***** DATA FOR ANALYSIS *****

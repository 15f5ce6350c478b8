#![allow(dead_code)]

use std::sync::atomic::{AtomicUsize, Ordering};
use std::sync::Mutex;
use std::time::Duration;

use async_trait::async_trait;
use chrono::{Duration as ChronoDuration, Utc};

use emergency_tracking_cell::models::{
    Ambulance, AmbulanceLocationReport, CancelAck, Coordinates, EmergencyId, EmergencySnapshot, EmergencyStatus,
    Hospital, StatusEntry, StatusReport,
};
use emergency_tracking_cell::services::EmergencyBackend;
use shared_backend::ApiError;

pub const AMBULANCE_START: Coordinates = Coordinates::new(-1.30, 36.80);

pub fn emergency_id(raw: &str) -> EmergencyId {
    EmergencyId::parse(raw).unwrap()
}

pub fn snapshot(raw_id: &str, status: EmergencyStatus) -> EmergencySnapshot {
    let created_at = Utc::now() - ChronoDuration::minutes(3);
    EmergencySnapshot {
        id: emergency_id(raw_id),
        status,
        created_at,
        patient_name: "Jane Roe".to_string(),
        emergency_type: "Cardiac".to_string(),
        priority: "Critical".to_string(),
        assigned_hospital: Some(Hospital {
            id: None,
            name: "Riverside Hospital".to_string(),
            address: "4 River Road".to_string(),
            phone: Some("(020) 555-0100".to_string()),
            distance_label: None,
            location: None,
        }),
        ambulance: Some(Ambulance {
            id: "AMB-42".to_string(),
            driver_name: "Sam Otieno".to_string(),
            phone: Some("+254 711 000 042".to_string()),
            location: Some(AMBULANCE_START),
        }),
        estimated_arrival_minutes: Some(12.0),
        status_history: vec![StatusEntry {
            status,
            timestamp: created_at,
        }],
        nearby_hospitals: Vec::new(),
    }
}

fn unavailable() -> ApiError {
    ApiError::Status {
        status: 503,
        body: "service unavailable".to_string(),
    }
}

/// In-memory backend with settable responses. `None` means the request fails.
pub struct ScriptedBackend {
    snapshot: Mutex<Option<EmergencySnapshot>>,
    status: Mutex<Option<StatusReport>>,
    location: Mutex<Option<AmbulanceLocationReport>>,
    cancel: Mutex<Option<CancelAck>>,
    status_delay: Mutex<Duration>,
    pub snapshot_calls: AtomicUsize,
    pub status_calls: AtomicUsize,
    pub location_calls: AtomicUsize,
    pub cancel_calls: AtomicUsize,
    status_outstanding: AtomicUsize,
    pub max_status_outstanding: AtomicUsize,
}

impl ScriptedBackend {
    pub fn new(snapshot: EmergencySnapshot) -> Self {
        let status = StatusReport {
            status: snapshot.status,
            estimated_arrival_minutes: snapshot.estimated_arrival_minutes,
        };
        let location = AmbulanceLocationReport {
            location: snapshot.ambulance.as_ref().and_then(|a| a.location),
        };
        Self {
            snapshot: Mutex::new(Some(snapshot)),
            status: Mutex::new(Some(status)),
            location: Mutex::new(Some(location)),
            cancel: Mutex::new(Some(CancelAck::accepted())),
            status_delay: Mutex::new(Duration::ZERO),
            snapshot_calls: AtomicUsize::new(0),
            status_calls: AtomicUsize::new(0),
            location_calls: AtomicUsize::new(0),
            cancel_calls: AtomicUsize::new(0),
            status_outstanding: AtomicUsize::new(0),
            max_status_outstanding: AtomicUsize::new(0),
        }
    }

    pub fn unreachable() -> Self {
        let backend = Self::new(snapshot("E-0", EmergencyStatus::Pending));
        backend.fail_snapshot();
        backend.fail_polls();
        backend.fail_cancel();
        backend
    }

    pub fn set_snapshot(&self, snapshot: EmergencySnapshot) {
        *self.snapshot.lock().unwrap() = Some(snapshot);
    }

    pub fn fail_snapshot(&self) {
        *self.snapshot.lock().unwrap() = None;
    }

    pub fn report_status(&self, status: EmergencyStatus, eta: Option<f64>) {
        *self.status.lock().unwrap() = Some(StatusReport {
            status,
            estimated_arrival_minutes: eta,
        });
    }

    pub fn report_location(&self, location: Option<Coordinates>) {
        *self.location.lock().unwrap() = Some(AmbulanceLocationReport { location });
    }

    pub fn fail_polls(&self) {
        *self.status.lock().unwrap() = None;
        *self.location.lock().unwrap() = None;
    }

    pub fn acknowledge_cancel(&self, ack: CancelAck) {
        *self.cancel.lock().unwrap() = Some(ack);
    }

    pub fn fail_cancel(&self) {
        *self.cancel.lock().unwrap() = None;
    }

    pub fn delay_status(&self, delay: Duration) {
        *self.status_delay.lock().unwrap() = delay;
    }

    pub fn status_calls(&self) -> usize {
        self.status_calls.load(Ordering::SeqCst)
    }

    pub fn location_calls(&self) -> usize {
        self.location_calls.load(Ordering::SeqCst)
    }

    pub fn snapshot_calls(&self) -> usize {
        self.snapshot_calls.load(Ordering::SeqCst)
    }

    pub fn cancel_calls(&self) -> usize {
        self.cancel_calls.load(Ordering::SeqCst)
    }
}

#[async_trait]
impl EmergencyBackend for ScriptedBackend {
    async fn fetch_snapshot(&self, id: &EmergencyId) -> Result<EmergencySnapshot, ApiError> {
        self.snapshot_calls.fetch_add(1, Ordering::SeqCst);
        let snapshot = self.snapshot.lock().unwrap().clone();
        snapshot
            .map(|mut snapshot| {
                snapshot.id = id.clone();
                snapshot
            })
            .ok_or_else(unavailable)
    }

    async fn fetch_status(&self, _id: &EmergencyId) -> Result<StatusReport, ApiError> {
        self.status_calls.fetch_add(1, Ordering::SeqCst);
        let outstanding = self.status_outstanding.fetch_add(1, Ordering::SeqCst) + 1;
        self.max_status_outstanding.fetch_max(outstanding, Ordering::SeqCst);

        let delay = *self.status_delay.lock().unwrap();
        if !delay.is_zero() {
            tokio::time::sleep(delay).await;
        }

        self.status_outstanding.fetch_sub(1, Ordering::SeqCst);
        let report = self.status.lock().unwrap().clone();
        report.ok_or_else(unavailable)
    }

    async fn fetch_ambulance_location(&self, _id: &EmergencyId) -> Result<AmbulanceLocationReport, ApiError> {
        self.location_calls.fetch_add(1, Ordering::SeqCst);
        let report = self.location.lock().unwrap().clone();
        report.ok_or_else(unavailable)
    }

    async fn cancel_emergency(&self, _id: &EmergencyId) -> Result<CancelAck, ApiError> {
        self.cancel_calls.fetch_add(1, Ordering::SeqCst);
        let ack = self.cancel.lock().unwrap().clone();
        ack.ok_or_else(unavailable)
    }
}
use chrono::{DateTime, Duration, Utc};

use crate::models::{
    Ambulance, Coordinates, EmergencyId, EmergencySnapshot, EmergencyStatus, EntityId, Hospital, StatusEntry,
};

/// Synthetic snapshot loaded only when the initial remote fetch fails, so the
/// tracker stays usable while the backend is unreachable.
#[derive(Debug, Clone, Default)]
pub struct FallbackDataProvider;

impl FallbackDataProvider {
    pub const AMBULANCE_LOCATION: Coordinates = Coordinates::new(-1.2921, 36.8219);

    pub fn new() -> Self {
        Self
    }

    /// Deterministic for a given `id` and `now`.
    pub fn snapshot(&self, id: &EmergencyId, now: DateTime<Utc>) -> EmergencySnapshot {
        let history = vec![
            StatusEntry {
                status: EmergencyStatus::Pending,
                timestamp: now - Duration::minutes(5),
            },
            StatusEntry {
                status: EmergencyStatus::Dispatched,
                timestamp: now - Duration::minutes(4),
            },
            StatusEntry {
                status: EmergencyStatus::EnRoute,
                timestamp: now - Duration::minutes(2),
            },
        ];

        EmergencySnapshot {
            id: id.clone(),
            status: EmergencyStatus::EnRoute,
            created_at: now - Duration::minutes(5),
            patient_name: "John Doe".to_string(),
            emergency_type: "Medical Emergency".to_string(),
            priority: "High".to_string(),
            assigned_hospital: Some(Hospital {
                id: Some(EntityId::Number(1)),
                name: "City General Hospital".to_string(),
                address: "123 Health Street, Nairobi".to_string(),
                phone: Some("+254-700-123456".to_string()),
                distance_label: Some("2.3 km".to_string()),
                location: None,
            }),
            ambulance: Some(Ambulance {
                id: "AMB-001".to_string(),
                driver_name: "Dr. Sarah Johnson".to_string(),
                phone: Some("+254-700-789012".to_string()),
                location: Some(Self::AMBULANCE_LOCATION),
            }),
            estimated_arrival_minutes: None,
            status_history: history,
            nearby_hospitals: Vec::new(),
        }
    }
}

*****

TRY IT —
Within the listing above, how many lines contain "EmergencySnapshot"? Please respond with the number and nothing else.

RESPONSE TO THE TASK —
10